Employers choose an insurance plan, paying a certain amount per worker,
and then workers do not have to pay full price for doctor visits or
medicine.
Those who do
not have jobs must either pay for private insurance, which is very expensive,
cover their own medical bills, which can rise into the hundreds of thousands
of dollars depending on the treatment, or simply go without care because
they can't afford it.
According to
the Census Bureau, 43.6 million Americans had no health insurance in
2002, an increase over the 39.8 million people who had none in 2000.
3. What is Rep. Dennis
Kucinich's plan for health care?
Kucinich has
called for "Medicare for All." He would eliminate private
insurance and create a government-run health care system.
"Currently,
there's over a trillion dollars in the health care system from local,
state and federal sources," Kucinich said. "Today, Americans
are paying for universal health care. They're just not getting it. They're
not getting it, because insurance companies are guaranteed to be able
to jack up the price of health care with the paperwork transactions
they have."
4. What is Howard
Dean's plan?
Former Vermont
Gov. Howard Dean's proposal calls for universal health coverage for
all people under 25. It would also ease health insurance costs for small
businesses who can't afford to pay the high price of group health plans.
Dean's plan includes
the importation of prescription drugs from Canada, where they are cheaper
- a feature very unpopular with American companies that manufacture
medicine. It also penalizes large businesses if they refuse to pay for
health coverage for their employees - a feature business leaders say
restricts their ability to make profits and could harm the economy.
5. Why are some people
against universal health care?
Critics of universal
health care say it simply costs too much, and with tight budgets, there
isn't enough money to cover all uninsured Americans. Meanwhile, health
insurance companies have strong connections to both parties in Congress
and would fight any attempt to regulate or eliminate their business.
Health and Human
Services Secretary Tommy Thompson called the plan "unrealistic."
6. What has President
Bush proposed for health care reform?
President Bush's
plan for increased health care coverage includes offering $89 billion
in health care tax credits to people whose employers do not pay their
insurance.
7. What are some of
the problems other countries have experienced with universal health care?
Many European
countries have universal, government-run programs, but they come at
the cost of higher taxes. Such systems also result in varying health
care quality.
In Britain, for
example, all residents are covered, but many people complain of lower
standards of care and lengthy waits - of sometimes years -- to see certain
doctors.
Discussion Activity
(more research might be needed):
1. Using the Online NewsHour's election resources at http://www.votebyissue.org/primary/,
research the health plans proposed by the Democratic presidential candidates.

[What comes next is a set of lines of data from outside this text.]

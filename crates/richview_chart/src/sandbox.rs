//! Restricted evaluator for chart script fragments.
//!
//! Supports declarations (`const|let|var id = expr`), `new Chart(target,
//! config)`, `document.getElementById('id')`, `.getContext('2d')` and
//! `document.addEventListener(event, function)` (the handler body runs
//! immediately). Every other identifier or call is rejected.

use std::collections::HashMap;

use lazy_static::lazy_static;
use regex::Regex;
use richview_extract::{config_from_literal, matching_delimiter};

use crate::engine::ChartEngine;
use crate::error::SandboxError;
use crate::tree::{ChartInstance, RenderTree};

lazy_static! {
    static ref TARGET_ID: Regex =
        Regex::new(r#"getElementById\(\s*['"`]([^'"`]+)['"`]\s*\)"#).unwrap();
    static ref STRING_TARGET: Regex =
        Regex::new(r#"\bnew\s+Chart\s*\(\s*['"`]([^'"`]+)['"`]"#).unwrap();
}

#[derive(Clone, Debug, PartialEq)]
enum Value {
    Undefined,
    Str(String),
    Number(#[allow(dead_code)] f64),
    Literal(String),
    Element(String),
    Context(String),
    Chart(#[allow(dead_code)] String),
    Function(String),
}

/// Runs script fragments against a render tree with only the chart engine
/// entry point reachable.
pub struct ScriptSandbox<'a> {
    tree: &'a RenderTree,
    engine: &'a dyn ChartEngine,
}

impl<'a> ScriptSandbox<'a> {
    pub fn new(tree: &'a RenderTree, engine: &'a dyn ChartEngine) -> Self {
        Self { tree, engine }
    }

    /// Canvas ids the fragment looks up, in order of first appearance.
    pub fn target_ids(fragment: &str) -> Vec<String> {
        let mut ids: Vec<String> = Vec::new();
        for caps in TARGET_ID.captures_iter(fragment).chain(STRING_TARGET.captures_iter(fragment)) {
            let id = caps[1].to_string();
            if !ids.contains(&id) {
                ids.push(id);
            }
        }
        ids
    }

    /// Executes the fragment and returns the ids of the canvases it drew
    /// into. Fails when nothing was drawn. On failure every chart the run
    /// already attached is destroyed again.
    pub fn run(&self, fragment: &str) -> Result<Vec<String>, SandboxError> {
        let mut interpreter =
            Interpreter { sandbox: self, src: fragment, pos: 0, scope: HashMap::new(), charted: Vec::new() };
        if let Err(error) = interpreter.statements() {
            for id in &interpreter.charted {
                self.tree.destroy_chart(id);
            }
            return Err(error);
        }
        if interpreter.charted.is_empty() {
            return Err(SandboxError::NoChart);
        }
        Ok(interpreter.charted)
    }

    fn create_chart(&self, target: &Value, config: &Value) -> Result<String, SandboxError> {
        let id = match target {
            Value::Element(id) | Value::Context(id) | Value::Str(id) => id,
            other => return Err(SandboxError::Forbidden(format!("new Chart({other:?})"))),
        };
        let Some((width, height)) = self.tree.size(id) else {
            return Err(SandboxError::MissingTarget(id.clone()));
        };
        let Value::Literal(literal) = config else {
            return Err(SandboxError::InvalidConfig);
        };
        let config = config_from_literal(literal).ok_or(SandboxError::InvalidConfig)?;
        let surface = self
            .engine
            .draw(&config, width, height)
            .map_err(|e| SandboxError::Draw(format!("{e:#}")))?;
        self.tree.attach(id, ChartInstance::new(*config.kind(), surface));
        Ok(id.clone())
    }
}

struct Interpreter<'s, 'a> {
    sandbox: &'s ScriptSandbox<'a>,
    src: &'s str,
    pos: usize,
    scope: HashMap<String, Value>,
    charted: Vec<String>,
}

impl<'s> Interpreter<'s, '_> {
    fn rest(&self) -> &'s str {
        &self.src[self.pos..]
    }

    fn syntax(&self, message: impl Into<String>) -> SandboxError {
        SandboxError::Syntax { offset: self.pos, message: message.into() }
    }

    fn skip_trivia(&mut self) {
        loop {
            let rest = self.rest();
            let trimmed = rest.trim_start();
            self.pos += rest.len() - trimmed.len();
            if trimmed.starts_with("//") {
                self.pos += trimmed.find('\n').unwrap_or(trimmed.len());
            } else if trimmed.starts_with("/*") {
                self.pos += trimmed.find("*/").map(|i| i + 2).unwrap_or(trimmed.len());
            } else {
                break;
            }
        }
    }

    fn eat(&mut self, token: &str) -> bool {
        self.skip_trivia();
        if self.rest().starts_with(token) {
            self.pos += token.len();
            true
        } else {
            false
        }
    }

    fn expect(&mut self, token: &str) -> Result<(), SandboxError> {
        if self.eat(token) { Ok(()) } else { Err(self.syntax(format!("expected '{token}'"))) }
    }

    fn ident(&mut self) -> Option<String> {
        self.skip_trivia();
        let rest = self.rest();
        if !rest.starts_with(|c: char| c.is_alphabetic() || c == '_' || c == '$') {
            return None;
        }
        let len = rest
            .find(|c: char| !(c.is_alphanumeric() || c == '_' || c == '$'))
            .unwrap_or(rest.len());
        self.pos += len;
        Some(rest[..len].to_string())
    }

    fn peek_ident(&mut self) -> Option<String> {
        let start = self.pos;
        let ident = self.ident();
        self.pos = start;
        ident
    }

    fn statements(&mut self) -> Result<(), SandboxError> {
        loop {
            self.skip_trivia();
            while self.eat(";") {}
            if self.rest().is_empty() {
                return Ok(());
            }
            self.statement()?;
        }
    }

    fn statement(&mut self) -> Result<(), SandboxError> {
        if self.peek_ident().is_some_and(|k| matches!(k.as_str(), "const" | "let" | "var")) {
            self.ident();
            let name = self.ident().ok_or_else(|| self.syntax("expected a name"))?;
            self.expect("=")?;
            let value = self.expression()?;
            self.scope.insert(name, value);
            return Ok(());
        }
        self.expression().map(|_| ())
    }

    fn expression(&mut self) -> Result<Value, SandboxError> {
        self.skip_trivia();
        let rest = self.rest();
        let mut value = match rest.chars().next() {
            None => return Err(self.syntax("unexpected end of script")),
            Some('{') | Some('[') => self.literal()?,
            Some(q @ ('\'' | '"' | '`')) => self.string(q)?,
            Some(c) if c.is_ascii_digit() || c == '-' || c == '.' => self.number()?,
            Some('(') => self.arrow_function()?,
            Some(_) => match self.ident() {
                Some(name) => self.named(name)?,
                None => return Err(self.syntax("unexpected character")),
            },
        };

        while self.eat(".") {
            let member = self.ident().ok_or_else(|| self.syntax("expected a member name"))?;
            value = match (member.as_str(), &value) {
                ("getContext", Value::Element(id)) => {
                    let id = id.clone();
                    self.arguments()?;
                    Value::Context(id)
                }
                _ => return Err(SandboxError::Forbidden(member.clone())),
            };
        }
        Ok(value)
    }

    fn named(&mut self, name: String) -> Result<Value, SandboxError> {
        match name.as_str() {
            "new" => {
                let class = self.ident().ok_or_else(|| self.syntax("expected a constructor"))?;
                if class != "Chart" {
                    return Err(SandboxError::Forbidden(format!("new {class}")));
                }
                let args = self.arguments()?;
                let (Some(target), Some(config)) = (args.first(), args.get(1)) else {
                    return Err(self.syntax("Chart expects a target and a configuration"));
                };
                let id = self.sandbox.create_chart(target, config)?;
                self.charted.push(id.clone());
                Ok(Value::Chart(id))
            }
            "document" => {
                self.expect(".")?;
                let method = self.ident().ok_or_else(|| self.syntax("expected a member name"))?;
                let args = self.arguments()?;
                match (method.as_str(), args.as_slice()) {
                    ("getElementById", [Value::Str(id)]) => {
                        if self.sandbox.tree.contains(id) {
                            Ok(Value::Element(id.clone()))
                        } else {
                            Err(SandboxError::MissingTarget(id.clone()))
                        }
                    }
                    ("addEventListener", [Value::Str(_), Value::Function(body)]) => {
                        self.call(body.clone())?;
                        Ok(Value::Undefined)
                    }
                    _ => Err(SandboxError::Forbidden(format!("document.{method}"))),
                }
            }
            "function" => {
                self.ident();
                self.parameters()?;
                self.block()
            }
            "true" | "false" | "null" | "undefined" => Ok(Value::Literal(name.clone())),
            _ => self.scope.get(&name).cloned().ok_or_else(|| SandboxError::Forbidden(name.clone())),
        }
    }

    fn call(&mut self, body: String) -> Result<(), SandboxError> {
        let mut inner = Interpreter {
            sandbox: self.sandbox,
            src: &body,
            pos: 0,
            scope: self.scope.clone(),
            charted: std::mem::take(&mut self.charted),
        };
        let result = inner.statements();
        self.charted = inner.charted;
        result
    }

    fn arguments(&mut self) -> Result<Vec<Value>, SandboxError> {
        self.expect("(")?;
        let mut args = Vec::new();
        if self.eat(")") {
            return Ok(args);
        }
        loop {
            args.push(self.expression()?);
            if self.eat(")") {
                return Ok(args);
            }
            self.expect(",")?;
            if self.eat(")") {
                return Ok(args);
            }
        }
    }

    fn parameters(&mut self) -> Result<(), SandboxError> {
        self.skip_trivia();
        let close = matching_delimiter(self.src, self.pos).ok_or_else(|| self.syntax("unclosed parameter list"))?;
        self.pos = close + 1;
        Ok(())
    }

    fn block(&mut self) -> Result<Value, SandboxError> {
        self.skip_trivia();
        if !self.rest().starts_with('{') {
            return Err(self.syntax("expected a function body"));
        }
        let close = matching_delimiter(self.src, self.pos).ok_or_else(|| self.syntax("unclosed block"))?;
        let body = self.src[self.pos + 1..close].to_string();
        self.pos = close + 1;
        Ok(Value::Function(body))
    }

    fn arrow_function(&mut self) -> Result<Value, SandboxError> {
        self.parameters()?;
        self.expect("=>")?;
        self.block()
    }

    fn literal(&mut self) -> Result<Value, SandboxError> {
        let close = matching_delimiter(self.src, self.pos).ok_or_else(|| self.syntax("unclosed literal"))?;
        let literal = self.src[self.pos..=close].to_string();
        self.pos = close + 1;
        Ok(Value::Literal(literal))
    }

    fn string(&mut self, quote: char) -> Result<Value, SandboxError> {
        let body = &self.rest()[1..];
        let mut value = String::new();
        let mut chars = body.char_indices();
        while let Some((i, c)) = chars.next() {
            match c {
                '\\' => {
                    if let Some((_, escaped)) = chars.next() {
                        value.push(escaped);
                    }
                }
                '$' if quote == '`' && body[i..].starts_with("${") => {
                    return Err(SandboxError::Forbidden("template interpolation".to_string()));
                }
                c if c == quote => {
                    self.pos += 1 + i + c.len_utf8();
                    return Ok(Value::Str(value));
                }
                c => value.push(c),
            }
        }
        Err(self.syntax("unterminated string"))
    }

    fn number(&mut self) -> Result<Value, SandboxError> {
        let rest = self.rest();
        let len = rest
            .char_indices()
            .take_while(|(i, c)| c.is_ascii_digit() || *c == '.' || (*i == 0 && *c == '-'))
            .count();
        let text = &rest[..len];
        let value = text.parse::<f64>().map_err(|_| self.syntax("invalid number"))?;
        self.pos += len;
        Ok(Value::Number(value))
    }
}
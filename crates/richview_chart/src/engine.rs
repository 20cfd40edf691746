use std::f64::consts::PI;
use std::fmt::Write;

use derive_setters::Setters;
use richview_domain::{ChartConfig, ChartKind, escape_html};

/// Draws chart configurations into canvas surfaces.
pub trait ChartEngine: Send + Sync {
    fn name(&self) -> &str;

    /// Returns the canvas surface for `config` at the given size.
    fn draw(&self, config: &ChartConfig, width: u32, height: u32) -> anyhow::Result<String>;
}

/// Built-in engine producing SVG markup.
#[derive(Clone, Debug, Setters)]
#[setters(into)]
pub struct SvgChartEngine {
    palette: Vec<String>,
    background: String,
}

impl Default for SvgChartEngine {
    fn default() -> Self {
        let palette = ["#36a2eb", "#ff6384", "#ff9f40", "#ffcd56", "#4bc0c0", "#9966ff", "#c9cbcf"];
        Self {
            palette: palette.iter().map(|c| c.to_string()).collect(),
            background: "#ffffff".to_string(),
        }
    }
}

const MARGIN_LEFT: f64 = 40.0;
const MARGIN_RIGHT: f64 = 10.0;
const MARGIN_TOP: f64 = 20.0;
const MARGIN_BOTTOM: f64 = 30.0;

fn num(v: f64) -> String {
    format!("{v:.1}")
}

struct Plot {
    left: f64,
    top: f64,
    width: f64,
    height: f64,
    min: f64,
    max: f64,
}

impl Plot {
    fn new(config: &ChartConfig, width: f64, height: f64) -> Self {
        let values = config.datasets().iter().flat_map(|d| d.values.iter().copied());
        let (min, max) = values.fold((0.0_f64, 0.0_f64), |(lo, hi), v| (lo.min(v), hi.max(v)));
        let max = if max == min { min + 1.0 } else { max };
        Self {
            left: MARGIN_LEFT,
            top: MARGIN_TOP,
            width: (width - MARGIN_LEFT - MARGIN_RIGHT).max(1.0),
            height: (height - MARGIN_TOP - MARGIN_BOTTOM).max(1.0),
            min,
            max,
        }
    }

    fn y(&self, value: f64) -> f64 {
        self.top + (self.max - value) / (self.max - self.min) * self.height
    }

    fn bottom(&self) -> f64 {
        self.top + self.height
    }
}

impl SvgChartEngine {
    fn color(&self, index: usize) -> &str {
        self.palette.get(index % self.palette.len().max(1)).map(String::as_str).unwrap_or("#888888")
    }

    fn slice_color<'a>(&'a self, colors: Option<&'a Vec<String>>, index: usize) -> &'a str {
        match colors {
            Some(colors) if !colors.is_empty() => &colors[index % colors.len()],
            _ => self.color(index),
        }
    }

    fn draw_radial(&self, out: &mut String, config: &ChartConfig, width: f64, height: f64) {
        let size = width.min(height);
        let (cx, cy) = (size / 2.0, height / 2.0);
        let radius = (size / 2.0 - 10.0).max(1.0);
        let dataset = &config.datasets()[0];
        let total = config.total();

        if total <= 0.0 {
            let _ = write!(
                out,
                r##"<circle cx="{}" cy="{}" r="{}" fill="none" stroke="#cccccc"/>"##,
                num(cx),
                num(cy),
                num(radius)
            );
        } else {
            let mut angle = -PI / 2.0;
            for (i, value) in dataset.values.iter().enumerate().filter(|(_, v)| **v > 0.0) {
                let sweep = value / total * 2.0 * PI;
                let color = self.slice_color(dataset.colors.as_ref(), i);
                if sweep >= 2.0 * PI - 1e-9 {
                    let _ = write!(
                        out,
                        r#"<circle class="slice" cx="{}" cy="{}" r="{}" fill="{}"/>"#,
                        num(cx),
                        num(cy),
                        num(radius),
                        escape_html(color)
                    );
                } else {
                    let (x1, y1) = (cx + radius * angle.cos(), cy + radius * angle.sin());
                    let end = angle + sweep;
                    let (x2, y2) = (cx + radius * end.cos(), cy + radius * end.sin());
                    let large = if sweep > PI { 1 } else { 0 };
                    let _ = write!(
                        out,
                        r#"<path class="slice" d="M{} {} L{} {} A{} {} 0 {large} 1 {} {} Z" fill="{}"/>"#,
                        num(cx),
                        num(cy),
                        num(x1),
                        num(y1),
                        num(radius),
                        num(radius),
                        num(x2),
                        num(y2),
                        escape_html(color)
                    );
                }
                angle += sweep;
            }
        }

        if *config.kind() == ChartKind::Doughnut {
            let _ = write!(
                out,
                r#"<circle class="hole" cx="{}" cy="{}" r="{}" fill="{}"/>"#,
                num(cx),
                num(cy),
                num(radius * 0.55),
                escape_html(&self.background)
            );
        }

        let legend_x = size + 10.0;
        for (i, label) in config.labels().iter().enumerate() {
            let y = MARGIN_TOP + i as f64 * 18.0;
            let color = self.slice_color(dataset.colors.as_ref(), i);
            let _ = write!(
                out,
                r#"<rect x="{}" y="{}" width="12" height="12" fill="{}"/><text x="{}" y="{}" font-size="12">{}</text>"#,
                num(legend_x),
                num(y),
                escape_html(color),
                num(legend_x + 18.0),
                num(y + 11.0),
                escape_html(label)
            );
        }
    }

    fn draw_axes(&self, out: &mut String, config: &ChartConfig, plot: &Plot, centered: bool) {
        let base = plot.y(0.0);
        let _ = write!(
            out,
            r##"<line class="axis" x1="{}" y1="{}" x2="{}" y2="{}" stroke="#666666"/>"##,
            num(plot.left),
            num(base),
            num(plot.left + plot.width),
            num(base)
        );
        let _ = write!(
            out,
            r##"<line class="axis" x1="{}" y1="{}" x2="{}" y2="{}" stroke="#666666"/>"##,
            num(plot.left),
            num(plot.top),
            num(plot.left),
            num(plot.bottom())
        );
        let n = config.labels().len();
        for (i, label) in config.labels().iter().enumerate() {
            let x = if centered {
                plot.left + (i as f64 + 0.5) * plot.width / n as f64
            } else {
                point_x(plot, i, n)
            };
            let _ = write!(
                out,
                r#"<text x="{}" y="{}" font-size="11" text-anchor="middle">{}</text>"#,
                num(x),
                num(plot.bottom() + 18.0),
                escape_html(label)
            );
        }
    }

    fn draw_bars(&self, out: &mut String, config: &ChartConfig, width: f64, height: f64) {
        let plot = Plot::new(config, width, height);
        let groups = config.labels().len() as f64;
        let group_width = plot.width / groups;
        let bar_width = group_width * 0.8 / config.datasets().len() as f64;
        let base = plot.y(0.0);

        for (d, dataset) in config.datasets().iter().enumerate() {
            for (i, value) in dataset.values.iter().enumerate() {
                let top = plot.y(*value);
                let color = match &dataset.colors {
                    Some(colors) if !colors.is_empty() => colors[i % colors.len()].as_str(),
                    _ => self.color(d),
                };
                let _ = write!(
                    out,
                    r#"<rect class="bar" x="{}" y="{}" width="{}" height="{}" fill="{}"/>"#,
                    num(plot.left + i as f64 * group_width + group_width * 0.1 + d as f64 * bar_width),
                    num(top.min(base)),
                    num(bar_width),
                    num((top - base).abs()),
                    escape_html(color)
                );
            }
        }
        self.draw_axes(out, config, &plot, true);
    }

    fn draw_lines(&self, out: &mut String, config: &ChartConfig, width: f64, height: f64) {
        let plot = Plot::new(config, width, height);
        let n = config.labels().len();

        for (d, dataset) in config.datasets().iter().enumerate() {
            let color = self.slice_color(dataset.colors.as_ref(), d);
            let points: Vec<(f64, f64)> = dataset
                .values
                .iter()
                .enumerate()
                .map(|(i, v)| (point_x(&plot, i, n), plot.y(*v)))
                .collect();
            let path = points
                .iter()
                .map(|(x, y)| format!("{},{}", num(*x), num(*y)))
                .collect::<Vec<_>>()
                .join(" ");
            let _ = write!(
                out,
                r#"<polyline class="series" points="{path}" fill="none" stroke="{}" stroke-width="2"/>"#,
                escape_html(color)
            );
            for (x, y) in points {
                let _ = write!(
                    out,
                    r#"<circle class="point" cx="{}" cy="{}" r="3" fill="{}"/>"#,
                    num(x),
                    num(y),
                    escape_html(color)
                );
            }
        }
        self.draw_axes(out, config, &plot, false);
    }

    fn draw_series_legend(&self, out: &mut String, config: &ChartConfig, width: f64) {
        let labelled = config.datasets().iter().enumerate().filter_map(|(d, ds)| ds.label.as_ref().map(|l| (d, l)));
        for (row, (d, label)) in labelled.enumerate() {
            let x = width - 140.0;
            let y = 4.0 + row as f64 * 14.0;
            let _ = write!(
                out,
                r#"<rect x="{}" y="{}" width="10" height="10" fill="{}"/><text x="{}" y="{}" font-size="11">{}</text>"#,
                num(x),
                num(y),
                escape_html(self.color(d)),
                num(x + 14.0),
                num(y + 9.0),
                escape_html(label)
            );
        }
    }
}

fn point_x(plot: &Plot, i: usize, n: usize) -> f64 {
    if n > 1 {
        plot.left + i as f64 * plot.width / (n - 1) as f64
    } else {
        plot.left + plot.width / 2.0
    }
}

impl ChartEngine for SvgChartEngine {
    fn name(&self) -> &str {
        "svg"
    }

    fn draw(&self, config: &ChartConfig, width: u32, height: u32) -> anyhow::Result<String> {
        if width == 0 || height == 0 {
            anyhow::bail!("Canvas has no drawable area ({width}x{height})");
        }
        let (w, h) = (width as f64, height as f64);
        let mut out = format!(
            r#"<svg xmlns="http://www.w3.org/2000/svg" class="chart chart-{}" width="{width}" height="{height}" viewBox="0 0 {width} {height}" role="img">"#,
            config.kind()
        );
        let _ = write!(out, r#"<rect width="100%" height="100%" fill="{}"/>"#, escape_html(&self.background));
        match config.kind() {
            ChartKind::Pie | ChartKind::Doughnut => self.draw_radial(&mut out, config, w, h),
            ChartKind::Bar => self.draw_bars(&mut out, config, w, h),
            ChartKind::Line => self.draw_lines(&mut out, config, w, h),
        }
        if !config.kind().is_radial() {
            self.draw_series_legend(&mut out, config, w);
        }
        out.push_str("</svg>");
        Ok(out)
    }
}

#[cfg(test)]
mod tests {
    use pretty_assertions::assert_eq;
    use richview_domain::Dataset;

    use super::*;

    fn labels(items: &[&str]) -> Vec<String> {
        items.iter().map(|s| s.to_string()).collect()
    }

    fn draw(config: &ChartConfig) -> String {
        SvgChartEngine::default().draw(config, 400, 300).unwrap()
    }

    #[test]
    fn test_single_slice_is_full_circle() {
        let fixture = ChartConfig::new(ChartKind::Pie, labels(&["x"]), vec![Dataset::new(vec![2.0])]).unwrap();
        let actual = draw(&fixture);
        assert_eq!(actual.matches(r#"<circle class="slice""#).count(), 1);
        assert!(actual.starts_with("<svg"));
        assert!(actual.ends_with("</svg>"));
    }

    #[test]
    fn test_pie_slices_use_dataset_colors() {
        let dataset = Dataset::new(vec![1.0, 3.0]).colors(labels(&["#111111", "#222222"]));
        let fixture = ChartConfig::new(ChartKind::Pie, labels(&["a", "b"]), vec![dataset]).unwrap();
        let actual = draw(&fixture);
        assert_eq!(actual.matches(r#"<path class="slice""#).count(), 2);
        assert!(actual.contains(r##"fill="#222222""##));
    }

    #[test]
    fn test_doughnut_has_hole() {
        let fixture =
            ChartConfig::new(ChartKind::Doughnut, labels(&["a", "b"]), vec![Dataset::new(vec![1.0, 1.0])]).unwrap();
        assert!(draw(&fixture).contains(r#"class="hole""#));
    }

    #[test]
    fn test_grouped_bars() {
        let fixture = ChartConfig::new(
            ChartKind::Bar,
            labels(&["q1", "q2"]),
            vec![Dataset::new(vec![1.0, 2.0]).label("a"), Dataset::new(vec![3.0, -1.0]).label("b")],
        )
        .unwrap();
        let actual = draw(&fixture);
        assert_eq!(actual.matches(r#"class="bar""#).count(), 4);
        assert!(actual.contains(">a</text>"));
    }

    #[test]
    fn test_line_series() {
        let fixture =
            ChartConfig::new(ChartKind::Line, labels(&["a", "b", "c"]), vec![Dataset::new(vec![1.0, 5.0, 2.0])])
                .unwrap();
        let actual = draw(&fixture);
        assert_eq!(actual.matches("<polyline").count(), 1);
        assert_eq!(actual.matches(r#"class="point""#).count(), 3);
    }

    #[test]
    fn test_labels_are_escaped() {
        let fixture = ChartConfig::new(ChartKind::Pie, labels(&["<b>"]), vec![Dataset::new(vec![1.0])]).unwrap();
        let actual = draw(&fixture);
        assert!(actual.contains("&lt;b&gt;"));
        assert!(!actual.contains("<b>"));
    }

    #[test]
    fn test_zero_area_fails() {
        let fixture = ChartConfig::new(ChartKind::Bar, labels(&["a"]), vec![Dataset::new(vec![1.0])]).unwrap();
        assert!(SvgChartEngine::default().draw(&fixture, 0, 10).is_err());
    }
}
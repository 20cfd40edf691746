mod cli;
mod run;

pub use cli::{ChartArgs, Cli, Command, InputArgs, RenderArgs};
pub use run::{read_input, run, write_charts, write_downloads};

Which plan makes the most sense to you? Explain your reasons.
2. If the government proposed a bill requiring Americans to pay higher
taxes so that everyone could have health insurance coverage, would you
support the bill? Why or why not? How much extra would you be willing
to pay?
3. What are the forces pushing to change the health care system? What
are the forces push to keep it the same? Which are more powerful?
Write a 300-500 word
essay on any of these topics providing clear examples. Send your completed
editorial to NewsHour Extra [extra@newshour.org].
Exceptional essays might be published on our Web site.